I may here add, in order not to recur to the papillae, that they do not secrete, but are easily permeated by various fluids: thus when living or dead leaves are immersed in a solution of one part of chloride of gold, or of nitrate of silver, to 437 of water, they are quickly blackened, and the discoloration soon spreads to the surrounding tissue. The long multicellular hairs are not so quickly affected. After a leaf had been left in a weak infusion of raw meat for 10 hours, the cells of the papillae had evidently absorbed animal matter, for instead of limpid fluid they now contained small aggregated masses of protoplasm, which slowly and incessantly changed their forms. A similar result followed from an immersion of only 15 minutes in a solution of one part of carbonate of ammonia to 218 of water, and the adjoining cells of the tentacles, on which the papillae were seated, now likewise contained aggregated masses of protoplasm. We may therefore conclude that when a leaf has closely clasped a captured insect in the manner immediately to be described, the papillae, which project from the upper surface of the leaf and of the tentacles, probably absorb some of the animal matter dissolved in the secretion; but this cannot be the case with the papillae on the backs of the leaves or on the petioles.]
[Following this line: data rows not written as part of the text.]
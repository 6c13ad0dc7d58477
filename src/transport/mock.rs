//! Mock transport implementation for testing
//!
//! Scripted stand-in for the agent service: tests choose which scopes accept
//! connections and what every delivered call replies, and assert afterwards
//! on the recorded connect attempts, calls, and connection releases.

use std::collections::HashMap;
use std::path::PathBuf;
use std::sync::{Arc, RwLock};

use mlops_agent_interface::{
    AgentTransport, CallReply, CallRequest, ProxyConnection, Result, ServiceFacet, TransportError,
    TransportScope,
};

/// How a scope answers connect attempts
#[derive(Debug, Clone, Copy, PartialEq, Eq)]
pub enum ScopeBehavior {
    /// Connections succeed
    Accept,

    /// Connections are refused
    Refuse,
}

#[derive(Debug)]
struct MockState {
    scopes: HashMap<TransportScope, ScopeBehavior>,
    reply: CallReply,
    fail_calls: bool,
    connect_attempts: Vec<(TransportScope, ServiceFacet)>,
    calls: Vec<CallRequest>,
    releases: usize,
}

/// Scripted transport double with attempt and release accounting
#[derive(Debug, Clone)]
pub struct MockTransport {
    state: Arc<RwLock<MockState>>,
}

impl MockTransport {
    /// New mock where every scope accepts and every call replies success
    /// with no output values.
    pub fn new() -> Self {
        Self {
            state: Arc::new(RwLock::new(MockState {
                scopes: HashMap::new(),
                reply: CallReply::ok(serde_json::json!({})),
                fail_calls: false,
                connect_attempts: Vec::new(),
                calls: Vec::new(),
                releases: 0,
            })),
        }
    }

    /// Script how `scope` answers connect attempts
    pub fn set_scope(&self, scope: TransportScope, behavior: ScopeBehavior) {
        self.state.write().unwrap().scopes.insert(scope, behavior);
    }

    /// Script the reply every delivered call returns
    pub fn set_reply(&self, reply: CallReply) {
        self.state.write().unwrap().reply = reply;
    }

    /// Make every call fail at the delivery layer (bound but not delivered)
    pub fn fail_calls(&self) {
        self.state.write().unwrap().fail_calls = true;
    }

    /// Connect attempts observed so far, in order
    pub fn connect_attempts(&self) -> Vec<(TransportScope, ServiceFacet)> {
        self.state.read().unwrap().connect_attempts.clone()
    }

    /// Requests delivered so far, in order
    pub fn calls(&self) -> Vec<CallRequest> {
        self.state.read().unwrap().calls.clone()
    }

    /// Most recently delivered request
    pub fn last_call(&self) -> Option<CallRequest> {
        self.state.read().unwrap().calls.last().cloned()
    }

    /// Number of connection releases observed
    pub fn release_count(&self) -> usize {
        self.state.read().unwrap().releases
    }
}

impl Default for MockTransport {
    fn default() -> Self {
        Self::new()
    }
}

impl AgentTransport for MockTransport {
    fn connect(&self, scope: TransportScope, facet: ServiceFacet) -> Result<Box<dyn ProxyConnection>> {
        let mut state = self.state.write().unwrap();
        state.connect_attempts.push((scope, facet));

        let behavior = state
            .scopes
            .get(&scope)
            .copied()
            .unwrap_or(ScopeBehavior::Accept);
        match behavior {
            ScopeBehavior::Accept => Ok(Box::new(MockConnection {
                state: Arc::clone(&self.state),
            })),
            ScopeBehavior::Refuse => Err(TransportError::EndpointNotFound(PathBuf::from(
                format!("mock://{}/{}.sock", scope, facet),
            ))),
        }
    }
}

#[derive(Debug)]
struct MockConnection {
    state: Arc<RwLock<MockState>>,
}

impl ProxyConnection for MockConnection {
    fn call(&mut self, request: &CallRequest) -> Result<CallReply> {
        let mut state = self.state.write().unwrap();
        state.calls.push(request.clone());
        if state.fail_calls {
            return Err(TransportError::Protocol(
                "scripted delivery failure".to_string(),
            ));
        }
        Ok(state.reply.clone())
    }

    fn close(&mut self) {
        self.state.write().unwrap().releases += 1;
    }
}
/*!
 * Logging and tracing initialization
 */

use std::fs::File;
use std::path::Path;
use tracing::Level;
use tracing_subscriber::{
    fmt::{self, format::FmtSpan},
    layer::SubscriberExt,
    util::SubscriberInitExt,
    EnvFilter,
};

use crate::config::ClientConfig;
use crate::error::{AgentError, Result};

/// Initialize structured logging based on configuration
///
/// Embedding applications that install their own subscriber should skip this
/// and let the client's `tracing` events flow into it.
pub fn init_logging(config: &ClientConfig) -> Result<()> {
    let log_level = if config.verbose {
        Level::DEBUG
    } else {
        config.log_level.to_tracing_level()
    };

    let env_filter = EnvFilter::try_from_default_env()
        .or_else(|_| EnvFilter::try_new(format!("mlops_agent_client={}", log_level)))
        .map_err(|e| AgentError::Config(format!("Failed to create log filter: {}", e)))?;

    if let Some(ref log_path) = config.log_file {
        init_file_logging(log_path, env_filter)?;
    } else {
        init_stdout_logging(env_filter);
    }

    Ok(())
}

/// Initialize logging to stdout/stderr
fn init_stdout_logging(env_filter: EnvFilter) {
    let fmt_layer = fmt::layer()
        .with_target(true)
        .with_thread_ids(false)
        .with_thread_names(false)
        .with_file(false)
        .with_line_number(false)
        .with_span_events(FmtSpan::NONE)
        .compact();

    tracing_subscriber::registry()
        .with(env_filter)
        .with(fmt_layer)
        .init();
}

/// Initialize logging to a file
fn init_file_logging(log_path: &Path, env_filter: EnvFilter) -> Result<()> {
    let file = File::create(log_path)
        .map_err(|e| AgentError::Config(format!("Failed to create log file: {}", e)))?;

    let fmt_layer = fmt::layer()
        .with_writer(file)
        .with_target(true)
        .with_thread_ids(true)
        .with_thread_names(true)
        .with_file(true)
        .with_line_number(true)
        .with_span_events(FmtSpan::CLOSE)
        .with_ansi(false) // No ANSI colors in file
        .json();

    tracing_subscriber::registry()
        .with(env_filter)
        .with(fmt_layer)
        .init();

    Ok(())
}
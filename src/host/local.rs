//! Process-environment implementations of HostContext
//!
//! Packaged applications are announced to their processes through the
//! environment: `MLOPS_APP_ID` carries the application id, and shared
//! resource packages are installed under a per-class directory below
//! `MLOPS_RES_ROOT`. Outside that context `PassthroughHost` answers every
//! app-context query with "not packaged", which leaves queried records
//! untouched.

use std::env;
use std::path::PathBuf;

use mlops_agent_interface::{HostContext, HostError};

/// Environment variable naming the packaged application id
pub const APP_ID_VAR: &str = "MLOPS_APP_ID";

/// Environment variable overriding the installed resource base directory
pub const RES_ROOT_VAR: &str = "MLOPS_RES_ROOT";

const DEFAULT_RES_ROOT: &str = "/usr/share/mlops-agent/res";

/// Packaging-aware host context
///
/// Knows the application id and resolves each resource class to its
/// installed root directory under the resource base.
#[derive(Debug, Clone)]
pub struct PackagedHost {
    app_id: String,
    resource_base: PathBuf,
}

impl PackagedHost {
    pub fn new(app_id: impl Into<String>, resource_base: impl Into<PathBuf>) -> Self {
        Self {
            app_id: app_id.into(),
            resource_base: resource_base.into(),
        }
    }

    /// Detect a packaged-application context from the process environment.
    ///
    /// Returns `None` when `MLOPS_APP_ID` is unset or empty, in which case
    /// the caller should fall back to `PassthroughHost`.
    pub fn from_env() -> Option<Self> {
        let app_id = env::var(APP_ID_VAR).ok().filter(|id| !id.is_empty())?;
        let resource_base = env::var(RES_ROOT_VAR)
            .map(PathBuf::from)
            .unwrap_or_else(|_| PathBuf::from(DEFAULT_RES_ROOT));
        Some(Self::new(app_id, resource_base))
    }
}

impl HostContext for PackagedHost {
    fn app_id(&self) -> Option<String> {
        Some(self.app_id.clone())
    }

    fn global_resource_root(&self, res_type: &str) -> Result<PathBuf, HostError> {
        if res_type.is_empty() {
            return Err(HostError::Query("empty resource type".to_string()));
        }
        let root = self.resource_base.join(res_type);
        if root.is_dir() {
            Ok(root)
        } else {
            Err(HostError::RootNotFound(res_type.to_string()))
        }
    }
}

/// Host context for processes outside any packaged-application context
#[derive(Debug, Clone, Copy, Default)]
pub struct PassthroughHost;

impl PassthroughHost {
    pub fn new() -> Self {
        Self
    }
}

impl HostContext for PassthroughHost {
    fn app_id(&self) -> Option<String> {
        None
    }

    fn global_resource_root(&self, res_type: &str) -> Result<PathBuf, HostError> {
        Err(HostError::RootNotFound(res_type.to_string()))
    }
}

#[cfg(test)]
mod tests {
    use super::*;
    use tempfile::tempdir;

    #[test]
    fn test_packaged_host_resolves_existing_root() {
        let base = tempdir().unwrap();
        std::fs::create_dir(base.path().join("imgcls")).unwrap();

        let host = PackagedHost::new("org.example.classifier", base.path());
        assert_eq!(host.app_id().as_deref(), Some("org.example.classifier"));

        let root = host.global_resource_root("imgcls").unwrap();
        assert_eq!(root, base.path().join("imgcls"));
    }

    #[test]
    fn test_packaged_host_missing_root() {
        let base = tempdir().unwrap();
        let host = PackagedHost::new("org.example.classifier", base.path());

        let err = host.global_resource_root("speech").unwrap_err();
        assert!(matches!(err, HostError::RootNotFound(t) if t == "speech"));
    }

    #[test]
    fn test_packaged_host_rejects_empty_res_type() {
        let host = PackagedHost::new("org.example.app", "/tmp");
        assert!(matches!(
            host.global_resource_root(""),
            Err(HostError::Query(_))
        ));
    }

    #[test]
    fn test_passthrough_host_has_no_context() {
        let host = PassthroughHost::new();
        assert!(host.app_id().is_none());
        assert!(host.global_resource_root("imgcls").is_err());
    }
}
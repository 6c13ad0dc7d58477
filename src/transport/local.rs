//! Unix-domain-socket implementation of AgentTransport
//!
//! This is the production transport. Each facet of the agent service listens
//! on `<runtime dir>/<facet>.sock`, where the runtime directory depends on
//! the scope: a machine-wide directory for the system scope, the per-user
//! `$XDG_RUNTIME_DIR/<service>` directory for the session scope. A bound
//! connection carries exactly one newline-delimited JSON request and one
//! newline-delimited JSON reply.

use std::io::{BufRead, BufReader, Write};
use std::os::unix::net::UnixStream;
use std::path::PathBuf;

use crate::config::ClientConfig;
use mlops_agent_interface::{
    AgentTransport, CallReply, CallRequest, ProxyConnection, Result, ServiceFacet, TransportError,
    TransportScope,
};

/// Unix-domain-socket transport over the service's runtime directories
#[derive(Debug, Clone)]
pub struct LocalTransport {
    service_name: String,
    system_dir: PathBuf,
    session_dir: Option<PathBuf>,
}

impl LocalTransport {
    pub fn new(config: &ClientConfig) -> Self {
        Self {
            service_name: config.service_name.clone(),
            system_dir: config.system_runtime_dir.clone(),
            session_dir: config.session_runtime_dir.clone(),
        }
    }

    /// Endpoint socket path for `facet` at `scope`
    fn endpoint_path(&self, scope: TransportScope, facet: ServiceFacet) -> Result<PathBuf> {
        let dir = match scope {
            TransportScope::System => self.system_dir.clone(),
            TransportScope::Session => match &self.session_dir {
                Some(dir) => dir.clone(),
                None => dirs::runtime_dir()
                    .map(|dir| dir.join(&self.service_name))
                    .ok_or_else(|| {
                        TransportError::EndpointNotFound(PathBuf::from(format!(
                            "$XDG_RUNTIME_DIR/{}",
                            self.service_name
                        )))
                    })?,
            },
        };
        Ok(dir.join(format!("{}.sock", facet.endpoint())))
    }
}

impl AgentTransport for LocalTransport {
    fn connect(&self, scope: TransportScope, facet: ServiceFacet) -> Result<Box<dyn ProxyConnection>> {
        let path = self.endpoint_path(scope, facet)?;
        if !path.exists() {
            return Err(TransportError::EndpointNotFound(path));
        }
        let stream = UnixStream::connect(&path)?;
        Ok(Box::new(SocketConnection {
            stream: Some(stream),
        }))
    }
}

/// One bound socket, good for a single request/reply exchange
#[derive(Debug)]
struct SocketConnection {
    stream: Option<UnixStream>,
}

impl ProxyConnection for SocketConnection {
    fn call(&mut self, request: &CallRequest) -> Result<CallReply> {
        let stream = self.stream.as_mut().ok_or_else(|| {
            TransportError::Protocol("connection already closed".to_string())
        })?;

        let mut line = serde_json::to_string(request)
            .map_err(|e| TransportError::Protocol(format!("request encode failed: {}", e)))?;
        line.push('\n');
        stream.write_all(line.as_bytes())?;
        stream.flush()?;

        let mut reply_line = String::new();
        let mut reader = BufReader::new(&*stream);
        let n = reader.read_line(&mut reply_line)?;
        if n == 0 {
            return Err(TransportError::Protocol(
                "service closed the connection before replying".to_string(),
            ));
        }

        let reply: CallReply = serde_json::from_str(reply_line.trim_end())
            .map_err(|e| TransportError::Protocol(format!("reply decode failed: {}", e)))?;
        Ok(reply)
    }

    fn close(&mut self) {
        // Shutdown before drop so the peer sees EOF promptly.
        if let Some(stream) = self.stream.take() {
            let _ = stream.shutdown(std::net::Shutdown::Both);
        }
    }
}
Preliminary Sketch of the Action of the several Parts, and of the Manner in which Insects are Captured.

If a small organic or inorganic object be placed on the glands in the centre of a leaf, these transmit a motor impulse to the marginal tentacles. The nearer ones are first affected and slowly bend towards the centre, and then those farther off, until at last all become closely inflected over the object. This takes place in from one hour to four or five or more hours. The difference in the time required depends on many circumstances; namely on the size of the object and on its nature, that is, whether it contains soluble matter of the proper kind; on the vigour and age of the leaf; whether it has lately been in action; and, according to Nitschke,⁴ on the temperature of the day, as likewise seemed to me to be the case. A living insect is a more efficient object than a dead one, as in struggling it presses against the glands of many tentacles. An insect, such as a fly, with thin integuments, through which animal matter in solution can readily pass into the surrounding dense secretion, is more efficient in causing prolonged inflection than an insect with a thick coat, such as a beetle. The inflection of the tentacles takes place indifferently in the light and darkness; and the plant is not subject to any nocturnal movement of so-called sleep.

If the glands on the disc are repeatedly touched or brushed, although no object is left on them, the marginal tentacles curve inwards. So again, if drops of various fluids, for instance of saliva or of a solution of any salt of ammonia, are placed on the central glands, the same result quickly follows, sometimes in under half an hour.